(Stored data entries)
────────

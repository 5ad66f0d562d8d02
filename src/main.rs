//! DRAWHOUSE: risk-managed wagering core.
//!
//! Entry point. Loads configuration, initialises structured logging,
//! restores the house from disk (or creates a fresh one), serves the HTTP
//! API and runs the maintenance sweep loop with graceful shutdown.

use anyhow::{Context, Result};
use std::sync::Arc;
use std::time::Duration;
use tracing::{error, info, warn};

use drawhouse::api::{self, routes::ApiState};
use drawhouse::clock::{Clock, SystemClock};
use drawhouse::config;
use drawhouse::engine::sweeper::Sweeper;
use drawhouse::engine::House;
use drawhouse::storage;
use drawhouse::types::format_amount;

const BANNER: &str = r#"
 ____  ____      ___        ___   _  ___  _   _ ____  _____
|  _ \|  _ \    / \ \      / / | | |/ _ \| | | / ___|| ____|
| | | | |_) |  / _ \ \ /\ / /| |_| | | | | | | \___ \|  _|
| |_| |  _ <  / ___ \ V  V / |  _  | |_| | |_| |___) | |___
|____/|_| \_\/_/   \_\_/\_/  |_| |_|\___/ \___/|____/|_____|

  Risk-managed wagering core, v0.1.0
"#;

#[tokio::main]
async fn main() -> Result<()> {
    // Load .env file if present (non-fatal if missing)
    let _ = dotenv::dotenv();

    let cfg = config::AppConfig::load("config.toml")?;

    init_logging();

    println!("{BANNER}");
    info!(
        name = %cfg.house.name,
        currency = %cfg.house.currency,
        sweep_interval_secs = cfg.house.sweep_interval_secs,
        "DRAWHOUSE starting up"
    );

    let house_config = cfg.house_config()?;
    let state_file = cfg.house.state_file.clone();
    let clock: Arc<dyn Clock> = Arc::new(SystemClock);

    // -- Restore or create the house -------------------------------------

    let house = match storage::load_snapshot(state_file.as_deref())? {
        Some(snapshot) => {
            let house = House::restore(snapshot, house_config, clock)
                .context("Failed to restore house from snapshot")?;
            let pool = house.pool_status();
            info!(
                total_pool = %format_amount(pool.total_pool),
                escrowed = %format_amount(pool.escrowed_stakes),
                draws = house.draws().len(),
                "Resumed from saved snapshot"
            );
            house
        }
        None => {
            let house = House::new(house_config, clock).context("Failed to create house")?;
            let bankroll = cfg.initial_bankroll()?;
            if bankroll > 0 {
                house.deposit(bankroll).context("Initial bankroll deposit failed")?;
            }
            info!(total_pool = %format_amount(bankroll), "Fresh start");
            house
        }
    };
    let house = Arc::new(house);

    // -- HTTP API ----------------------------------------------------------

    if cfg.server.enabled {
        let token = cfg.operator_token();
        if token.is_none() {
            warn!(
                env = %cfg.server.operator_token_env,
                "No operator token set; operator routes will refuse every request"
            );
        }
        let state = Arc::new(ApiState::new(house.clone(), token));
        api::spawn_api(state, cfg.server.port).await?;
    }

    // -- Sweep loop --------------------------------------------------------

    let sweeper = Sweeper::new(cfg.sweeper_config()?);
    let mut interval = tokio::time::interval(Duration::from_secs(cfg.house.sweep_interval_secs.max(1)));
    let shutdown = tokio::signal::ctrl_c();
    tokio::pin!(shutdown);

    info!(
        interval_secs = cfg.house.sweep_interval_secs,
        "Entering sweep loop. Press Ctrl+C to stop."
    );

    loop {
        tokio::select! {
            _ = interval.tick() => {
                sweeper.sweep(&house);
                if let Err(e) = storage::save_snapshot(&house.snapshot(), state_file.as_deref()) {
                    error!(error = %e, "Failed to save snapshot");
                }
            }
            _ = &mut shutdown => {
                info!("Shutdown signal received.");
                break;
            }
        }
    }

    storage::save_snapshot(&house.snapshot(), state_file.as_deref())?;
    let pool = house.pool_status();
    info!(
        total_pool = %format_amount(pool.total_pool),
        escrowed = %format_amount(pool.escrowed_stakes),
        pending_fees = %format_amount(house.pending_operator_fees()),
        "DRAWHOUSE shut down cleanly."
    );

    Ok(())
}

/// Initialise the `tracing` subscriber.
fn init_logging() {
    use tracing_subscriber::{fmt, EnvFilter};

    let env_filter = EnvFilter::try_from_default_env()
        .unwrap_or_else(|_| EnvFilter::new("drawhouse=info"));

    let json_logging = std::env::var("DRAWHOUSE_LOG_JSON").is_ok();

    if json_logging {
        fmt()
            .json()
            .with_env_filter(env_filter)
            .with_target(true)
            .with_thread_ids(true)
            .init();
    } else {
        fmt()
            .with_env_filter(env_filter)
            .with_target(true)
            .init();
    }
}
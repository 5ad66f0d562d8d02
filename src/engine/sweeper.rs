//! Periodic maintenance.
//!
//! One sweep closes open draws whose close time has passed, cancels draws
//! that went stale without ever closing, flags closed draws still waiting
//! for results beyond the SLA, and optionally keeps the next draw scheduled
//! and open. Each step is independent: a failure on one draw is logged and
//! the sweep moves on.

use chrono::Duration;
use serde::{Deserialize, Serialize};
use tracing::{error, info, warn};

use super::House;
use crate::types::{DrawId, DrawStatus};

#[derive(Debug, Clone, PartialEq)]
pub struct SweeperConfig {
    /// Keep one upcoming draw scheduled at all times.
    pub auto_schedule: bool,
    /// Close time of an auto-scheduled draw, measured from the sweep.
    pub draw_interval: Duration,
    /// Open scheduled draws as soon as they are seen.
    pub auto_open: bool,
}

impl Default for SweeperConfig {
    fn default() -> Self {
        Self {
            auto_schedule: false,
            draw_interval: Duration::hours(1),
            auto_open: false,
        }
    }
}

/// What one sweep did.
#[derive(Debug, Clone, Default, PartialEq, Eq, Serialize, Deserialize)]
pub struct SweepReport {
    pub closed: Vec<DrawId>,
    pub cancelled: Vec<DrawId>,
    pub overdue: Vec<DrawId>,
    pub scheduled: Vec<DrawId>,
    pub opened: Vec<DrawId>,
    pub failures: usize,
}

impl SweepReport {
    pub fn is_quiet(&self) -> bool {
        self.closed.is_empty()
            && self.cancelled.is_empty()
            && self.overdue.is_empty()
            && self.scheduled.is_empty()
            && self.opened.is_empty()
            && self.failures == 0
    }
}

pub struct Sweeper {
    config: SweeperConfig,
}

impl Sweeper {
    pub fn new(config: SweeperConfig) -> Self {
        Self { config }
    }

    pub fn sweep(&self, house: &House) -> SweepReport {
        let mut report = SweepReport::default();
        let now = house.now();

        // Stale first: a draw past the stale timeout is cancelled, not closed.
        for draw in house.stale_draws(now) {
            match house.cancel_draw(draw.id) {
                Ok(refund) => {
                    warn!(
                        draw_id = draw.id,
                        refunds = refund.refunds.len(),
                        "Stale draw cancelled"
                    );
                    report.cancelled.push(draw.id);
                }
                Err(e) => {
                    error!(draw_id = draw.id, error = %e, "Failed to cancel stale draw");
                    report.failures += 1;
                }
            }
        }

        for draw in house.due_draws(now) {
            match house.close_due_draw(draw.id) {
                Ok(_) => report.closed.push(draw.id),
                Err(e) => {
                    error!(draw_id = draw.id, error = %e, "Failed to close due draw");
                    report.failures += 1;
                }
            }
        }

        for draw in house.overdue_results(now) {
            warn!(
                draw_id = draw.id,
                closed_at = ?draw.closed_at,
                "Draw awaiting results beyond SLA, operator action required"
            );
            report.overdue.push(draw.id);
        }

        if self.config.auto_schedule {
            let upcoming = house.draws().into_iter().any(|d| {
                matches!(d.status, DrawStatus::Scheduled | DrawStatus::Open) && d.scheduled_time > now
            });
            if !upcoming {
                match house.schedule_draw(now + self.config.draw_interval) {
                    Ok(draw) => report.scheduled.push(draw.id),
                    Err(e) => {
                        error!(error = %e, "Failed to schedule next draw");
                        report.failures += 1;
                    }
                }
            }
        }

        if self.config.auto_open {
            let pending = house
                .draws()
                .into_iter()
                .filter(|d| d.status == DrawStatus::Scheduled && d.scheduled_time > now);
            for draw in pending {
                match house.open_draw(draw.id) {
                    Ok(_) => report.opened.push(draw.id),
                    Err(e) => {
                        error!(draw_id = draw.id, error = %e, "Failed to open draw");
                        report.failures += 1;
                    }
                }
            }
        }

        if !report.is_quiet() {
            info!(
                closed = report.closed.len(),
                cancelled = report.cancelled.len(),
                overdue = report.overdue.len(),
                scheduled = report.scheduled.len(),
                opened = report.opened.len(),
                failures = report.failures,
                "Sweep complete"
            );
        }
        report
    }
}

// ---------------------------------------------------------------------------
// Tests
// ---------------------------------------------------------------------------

────────

> What the task asks:
The reply should hold only the lines from the top of the records through the line that has "with graceful shutdown.", each one exact.

> Response area:
repository 5ad66f0d562d8d02
filename src/main.rs
//! DRAWHOUSE: risk-managed wagering core.
//!
//! Entry point. Loads configuration, initialises structured logging,
//! restores the house from disk (or creates a fresh one), serves the HTTP
//! API and runs the maintenance sweep loop with graceful shutdown.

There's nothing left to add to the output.